→ Exercise requirements
The lines below that include the word "whole" are to be reported.

→ Collected data
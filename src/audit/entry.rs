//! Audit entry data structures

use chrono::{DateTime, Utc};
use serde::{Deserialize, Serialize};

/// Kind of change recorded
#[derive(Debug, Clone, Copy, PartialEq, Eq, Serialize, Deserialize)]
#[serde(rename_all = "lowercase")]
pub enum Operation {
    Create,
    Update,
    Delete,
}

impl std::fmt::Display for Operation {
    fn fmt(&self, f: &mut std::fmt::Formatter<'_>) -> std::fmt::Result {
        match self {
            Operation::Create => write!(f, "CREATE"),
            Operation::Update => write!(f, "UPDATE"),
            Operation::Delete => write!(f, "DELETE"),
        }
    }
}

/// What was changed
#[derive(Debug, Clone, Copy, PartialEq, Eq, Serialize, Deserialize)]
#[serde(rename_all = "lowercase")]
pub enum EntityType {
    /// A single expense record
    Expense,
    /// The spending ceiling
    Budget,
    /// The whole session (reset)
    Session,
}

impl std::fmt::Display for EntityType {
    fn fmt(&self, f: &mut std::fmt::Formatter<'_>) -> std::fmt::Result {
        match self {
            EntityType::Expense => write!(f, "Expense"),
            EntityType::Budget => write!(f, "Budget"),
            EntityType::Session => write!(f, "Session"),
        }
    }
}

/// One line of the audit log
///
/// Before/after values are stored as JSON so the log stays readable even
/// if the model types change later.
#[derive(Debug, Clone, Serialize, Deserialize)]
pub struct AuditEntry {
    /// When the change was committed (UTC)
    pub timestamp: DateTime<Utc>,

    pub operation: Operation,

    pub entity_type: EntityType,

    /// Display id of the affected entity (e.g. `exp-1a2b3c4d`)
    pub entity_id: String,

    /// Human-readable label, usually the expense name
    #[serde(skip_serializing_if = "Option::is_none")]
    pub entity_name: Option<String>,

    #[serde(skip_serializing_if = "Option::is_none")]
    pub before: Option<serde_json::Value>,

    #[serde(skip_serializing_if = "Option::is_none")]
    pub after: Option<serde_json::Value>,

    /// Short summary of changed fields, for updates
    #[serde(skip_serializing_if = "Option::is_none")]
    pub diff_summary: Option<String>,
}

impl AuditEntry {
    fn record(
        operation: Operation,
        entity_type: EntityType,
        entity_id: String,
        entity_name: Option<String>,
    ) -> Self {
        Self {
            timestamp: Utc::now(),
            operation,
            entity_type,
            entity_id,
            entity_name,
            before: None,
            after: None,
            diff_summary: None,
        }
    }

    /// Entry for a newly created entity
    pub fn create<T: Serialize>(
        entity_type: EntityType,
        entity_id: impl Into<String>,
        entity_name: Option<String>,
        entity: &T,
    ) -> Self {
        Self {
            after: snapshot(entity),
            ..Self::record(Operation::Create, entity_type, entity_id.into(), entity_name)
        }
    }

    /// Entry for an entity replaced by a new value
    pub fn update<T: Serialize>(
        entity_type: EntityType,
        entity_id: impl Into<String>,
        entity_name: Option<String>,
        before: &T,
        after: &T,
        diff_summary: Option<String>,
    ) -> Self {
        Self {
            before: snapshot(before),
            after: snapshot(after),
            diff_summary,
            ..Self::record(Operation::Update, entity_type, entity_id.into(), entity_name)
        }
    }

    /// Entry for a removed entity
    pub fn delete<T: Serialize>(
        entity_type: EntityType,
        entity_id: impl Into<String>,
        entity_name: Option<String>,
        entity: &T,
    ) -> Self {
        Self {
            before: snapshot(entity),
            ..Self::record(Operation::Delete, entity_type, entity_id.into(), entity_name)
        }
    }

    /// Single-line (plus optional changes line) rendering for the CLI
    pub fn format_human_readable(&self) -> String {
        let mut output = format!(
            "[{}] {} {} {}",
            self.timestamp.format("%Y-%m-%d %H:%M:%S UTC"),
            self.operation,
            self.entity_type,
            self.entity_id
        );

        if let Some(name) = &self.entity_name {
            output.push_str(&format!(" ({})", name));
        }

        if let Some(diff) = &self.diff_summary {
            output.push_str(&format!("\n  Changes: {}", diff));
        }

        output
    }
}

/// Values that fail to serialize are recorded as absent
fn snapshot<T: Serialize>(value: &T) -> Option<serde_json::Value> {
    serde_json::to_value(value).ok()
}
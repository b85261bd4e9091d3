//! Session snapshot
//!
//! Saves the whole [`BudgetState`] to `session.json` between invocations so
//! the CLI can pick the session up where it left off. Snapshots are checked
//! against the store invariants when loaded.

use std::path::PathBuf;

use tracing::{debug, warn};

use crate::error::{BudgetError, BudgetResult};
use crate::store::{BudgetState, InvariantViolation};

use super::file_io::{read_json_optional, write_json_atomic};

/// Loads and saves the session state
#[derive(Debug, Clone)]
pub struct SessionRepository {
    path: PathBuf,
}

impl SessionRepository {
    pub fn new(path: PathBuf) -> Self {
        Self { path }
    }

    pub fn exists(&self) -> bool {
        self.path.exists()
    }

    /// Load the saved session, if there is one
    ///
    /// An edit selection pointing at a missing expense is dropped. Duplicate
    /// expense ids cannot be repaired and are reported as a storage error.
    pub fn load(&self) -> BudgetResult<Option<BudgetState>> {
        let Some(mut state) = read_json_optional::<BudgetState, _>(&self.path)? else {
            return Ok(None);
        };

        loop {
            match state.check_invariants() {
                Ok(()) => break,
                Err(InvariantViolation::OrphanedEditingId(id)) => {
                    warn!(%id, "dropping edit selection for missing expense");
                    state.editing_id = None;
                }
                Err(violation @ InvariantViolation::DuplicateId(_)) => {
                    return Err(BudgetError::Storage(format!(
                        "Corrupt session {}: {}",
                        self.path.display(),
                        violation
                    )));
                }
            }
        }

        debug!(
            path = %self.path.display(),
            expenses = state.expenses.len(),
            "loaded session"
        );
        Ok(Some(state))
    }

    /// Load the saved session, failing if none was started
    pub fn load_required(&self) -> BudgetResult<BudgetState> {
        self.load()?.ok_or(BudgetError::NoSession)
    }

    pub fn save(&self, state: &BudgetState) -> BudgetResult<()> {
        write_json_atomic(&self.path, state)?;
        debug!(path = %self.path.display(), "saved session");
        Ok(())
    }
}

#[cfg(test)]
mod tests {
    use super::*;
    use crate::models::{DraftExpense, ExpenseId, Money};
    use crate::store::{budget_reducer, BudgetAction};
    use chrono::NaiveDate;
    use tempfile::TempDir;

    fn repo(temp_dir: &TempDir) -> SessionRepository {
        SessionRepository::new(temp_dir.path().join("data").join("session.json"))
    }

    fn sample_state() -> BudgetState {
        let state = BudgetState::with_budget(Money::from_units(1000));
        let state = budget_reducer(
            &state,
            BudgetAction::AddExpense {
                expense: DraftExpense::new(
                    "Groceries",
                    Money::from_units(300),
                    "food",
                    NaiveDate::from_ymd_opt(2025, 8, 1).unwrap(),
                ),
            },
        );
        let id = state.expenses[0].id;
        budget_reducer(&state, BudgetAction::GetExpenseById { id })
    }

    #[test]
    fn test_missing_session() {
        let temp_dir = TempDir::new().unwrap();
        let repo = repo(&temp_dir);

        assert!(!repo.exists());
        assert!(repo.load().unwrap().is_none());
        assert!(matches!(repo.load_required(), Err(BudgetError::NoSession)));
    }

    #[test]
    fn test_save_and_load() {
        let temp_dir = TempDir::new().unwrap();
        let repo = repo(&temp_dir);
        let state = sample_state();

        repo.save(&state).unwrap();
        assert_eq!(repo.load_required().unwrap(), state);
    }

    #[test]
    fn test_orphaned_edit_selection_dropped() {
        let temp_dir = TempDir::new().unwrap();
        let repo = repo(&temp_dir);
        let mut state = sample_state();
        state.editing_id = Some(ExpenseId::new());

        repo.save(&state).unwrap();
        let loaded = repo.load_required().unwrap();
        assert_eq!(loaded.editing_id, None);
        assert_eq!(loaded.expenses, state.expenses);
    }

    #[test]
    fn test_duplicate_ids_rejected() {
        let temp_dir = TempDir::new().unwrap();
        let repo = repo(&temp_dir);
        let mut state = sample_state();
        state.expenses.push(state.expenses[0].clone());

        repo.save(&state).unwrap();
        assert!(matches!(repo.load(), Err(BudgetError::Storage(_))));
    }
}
==
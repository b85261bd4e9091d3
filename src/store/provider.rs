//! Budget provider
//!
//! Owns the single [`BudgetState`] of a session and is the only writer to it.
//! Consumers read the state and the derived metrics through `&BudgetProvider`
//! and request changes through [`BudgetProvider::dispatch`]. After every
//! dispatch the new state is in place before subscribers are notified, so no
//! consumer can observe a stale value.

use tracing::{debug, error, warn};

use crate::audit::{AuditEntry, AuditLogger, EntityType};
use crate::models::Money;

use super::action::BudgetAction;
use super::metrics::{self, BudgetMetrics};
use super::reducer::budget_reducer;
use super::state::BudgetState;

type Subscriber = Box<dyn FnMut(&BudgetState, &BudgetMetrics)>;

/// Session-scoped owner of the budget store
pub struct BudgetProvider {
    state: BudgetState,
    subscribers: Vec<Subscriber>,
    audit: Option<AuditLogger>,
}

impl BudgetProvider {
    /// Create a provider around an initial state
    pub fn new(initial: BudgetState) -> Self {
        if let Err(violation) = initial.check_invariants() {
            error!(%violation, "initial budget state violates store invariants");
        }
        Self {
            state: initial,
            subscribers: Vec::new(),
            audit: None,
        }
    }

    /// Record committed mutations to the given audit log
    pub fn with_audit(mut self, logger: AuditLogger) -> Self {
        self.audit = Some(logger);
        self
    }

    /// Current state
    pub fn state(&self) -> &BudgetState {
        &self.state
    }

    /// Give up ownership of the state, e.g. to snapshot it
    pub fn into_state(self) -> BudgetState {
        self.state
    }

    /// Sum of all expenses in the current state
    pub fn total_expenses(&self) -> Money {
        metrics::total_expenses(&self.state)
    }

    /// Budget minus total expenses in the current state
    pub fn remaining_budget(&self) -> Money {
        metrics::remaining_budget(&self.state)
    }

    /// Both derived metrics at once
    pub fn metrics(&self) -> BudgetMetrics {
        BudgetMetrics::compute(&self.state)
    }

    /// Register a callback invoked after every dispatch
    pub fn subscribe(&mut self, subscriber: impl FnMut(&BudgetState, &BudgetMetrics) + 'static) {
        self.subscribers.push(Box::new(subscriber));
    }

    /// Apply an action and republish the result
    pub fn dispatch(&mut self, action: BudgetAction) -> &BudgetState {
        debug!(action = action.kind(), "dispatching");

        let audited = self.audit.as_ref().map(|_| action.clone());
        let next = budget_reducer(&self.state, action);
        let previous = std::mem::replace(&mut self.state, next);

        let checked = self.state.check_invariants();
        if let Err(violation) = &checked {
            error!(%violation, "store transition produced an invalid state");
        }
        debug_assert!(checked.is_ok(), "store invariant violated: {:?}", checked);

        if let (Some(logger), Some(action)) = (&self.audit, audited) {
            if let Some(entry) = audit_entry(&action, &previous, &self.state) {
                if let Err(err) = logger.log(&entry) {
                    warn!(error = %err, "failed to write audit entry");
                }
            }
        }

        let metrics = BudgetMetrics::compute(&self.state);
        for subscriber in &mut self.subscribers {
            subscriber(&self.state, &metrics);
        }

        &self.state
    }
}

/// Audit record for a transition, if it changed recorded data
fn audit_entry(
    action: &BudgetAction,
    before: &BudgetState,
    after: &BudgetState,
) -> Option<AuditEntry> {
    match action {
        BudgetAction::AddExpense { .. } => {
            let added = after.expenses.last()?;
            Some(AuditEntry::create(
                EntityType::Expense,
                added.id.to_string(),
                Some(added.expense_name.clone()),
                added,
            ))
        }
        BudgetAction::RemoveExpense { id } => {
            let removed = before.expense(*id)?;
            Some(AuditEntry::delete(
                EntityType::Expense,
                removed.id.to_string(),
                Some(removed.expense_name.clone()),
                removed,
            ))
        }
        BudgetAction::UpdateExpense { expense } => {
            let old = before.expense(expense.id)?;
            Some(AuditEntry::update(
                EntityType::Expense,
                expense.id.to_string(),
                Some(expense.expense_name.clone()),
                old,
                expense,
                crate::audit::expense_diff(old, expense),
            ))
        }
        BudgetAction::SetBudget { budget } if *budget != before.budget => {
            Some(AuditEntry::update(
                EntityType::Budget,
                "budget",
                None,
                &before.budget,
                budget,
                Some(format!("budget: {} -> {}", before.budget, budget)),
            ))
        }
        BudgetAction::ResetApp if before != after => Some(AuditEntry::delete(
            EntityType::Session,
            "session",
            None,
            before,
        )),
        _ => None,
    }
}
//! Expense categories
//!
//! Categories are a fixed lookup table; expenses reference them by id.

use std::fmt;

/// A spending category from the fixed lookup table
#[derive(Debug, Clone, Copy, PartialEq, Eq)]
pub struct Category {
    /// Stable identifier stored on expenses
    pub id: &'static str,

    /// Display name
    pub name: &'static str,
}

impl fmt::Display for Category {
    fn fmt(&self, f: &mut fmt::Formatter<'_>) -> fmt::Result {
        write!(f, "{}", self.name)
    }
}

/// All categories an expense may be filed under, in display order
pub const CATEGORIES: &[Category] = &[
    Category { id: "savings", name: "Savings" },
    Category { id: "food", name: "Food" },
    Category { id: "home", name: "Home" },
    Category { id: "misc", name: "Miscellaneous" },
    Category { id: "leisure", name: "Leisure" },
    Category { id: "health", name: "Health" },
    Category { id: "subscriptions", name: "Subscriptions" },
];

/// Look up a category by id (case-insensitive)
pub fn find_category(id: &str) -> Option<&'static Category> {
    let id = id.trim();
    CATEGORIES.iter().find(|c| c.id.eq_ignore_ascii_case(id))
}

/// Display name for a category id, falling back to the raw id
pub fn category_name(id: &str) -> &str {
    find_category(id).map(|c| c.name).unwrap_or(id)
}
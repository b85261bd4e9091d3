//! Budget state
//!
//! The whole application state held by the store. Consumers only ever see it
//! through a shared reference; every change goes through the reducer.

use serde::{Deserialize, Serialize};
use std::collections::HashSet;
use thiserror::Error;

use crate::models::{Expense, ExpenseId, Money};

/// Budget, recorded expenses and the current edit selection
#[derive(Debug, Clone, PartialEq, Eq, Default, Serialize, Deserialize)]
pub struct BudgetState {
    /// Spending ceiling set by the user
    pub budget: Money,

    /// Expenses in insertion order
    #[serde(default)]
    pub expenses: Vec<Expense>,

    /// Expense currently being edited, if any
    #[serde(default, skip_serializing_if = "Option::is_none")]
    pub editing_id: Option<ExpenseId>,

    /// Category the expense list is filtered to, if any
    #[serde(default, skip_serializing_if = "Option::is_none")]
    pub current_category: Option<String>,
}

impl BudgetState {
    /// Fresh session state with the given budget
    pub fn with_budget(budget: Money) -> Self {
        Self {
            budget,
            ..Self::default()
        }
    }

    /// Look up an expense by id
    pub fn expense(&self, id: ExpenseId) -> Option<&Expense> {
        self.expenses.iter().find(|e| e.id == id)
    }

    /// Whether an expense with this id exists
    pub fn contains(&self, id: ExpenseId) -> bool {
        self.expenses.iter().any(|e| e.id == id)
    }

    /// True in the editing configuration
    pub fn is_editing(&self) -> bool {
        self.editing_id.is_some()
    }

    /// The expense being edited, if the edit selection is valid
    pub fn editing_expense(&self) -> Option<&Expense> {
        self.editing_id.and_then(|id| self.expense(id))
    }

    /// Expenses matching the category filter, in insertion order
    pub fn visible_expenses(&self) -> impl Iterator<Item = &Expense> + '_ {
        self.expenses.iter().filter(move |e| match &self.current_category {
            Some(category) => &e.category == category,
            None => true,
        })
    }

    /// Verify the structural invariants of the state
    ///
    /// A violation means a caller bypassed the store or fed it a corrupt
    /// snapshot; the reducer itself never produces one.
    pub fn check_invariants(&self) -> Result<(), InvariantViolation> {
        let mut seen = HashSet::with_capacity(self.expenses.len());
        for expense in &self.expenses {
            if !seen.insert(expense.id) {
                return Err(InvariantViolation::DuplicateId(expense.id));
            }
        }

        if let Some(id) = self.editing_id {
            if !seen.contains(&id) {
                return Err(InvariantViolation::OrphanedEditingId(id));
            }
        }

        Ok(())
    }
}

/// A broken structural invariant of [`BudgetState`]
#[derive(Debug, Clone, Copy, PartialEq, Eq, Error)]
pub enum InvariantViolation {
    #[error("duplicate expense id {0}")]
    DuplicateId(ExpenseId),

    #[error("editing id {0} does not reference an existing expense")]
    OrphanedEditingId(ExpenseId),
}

→ Solution below
    /// The whole session (reset)
//! Saves the whole [`BudgetState`] to `session.json` between invocations so
//! The whole application state held by the store. Consumers only ever see it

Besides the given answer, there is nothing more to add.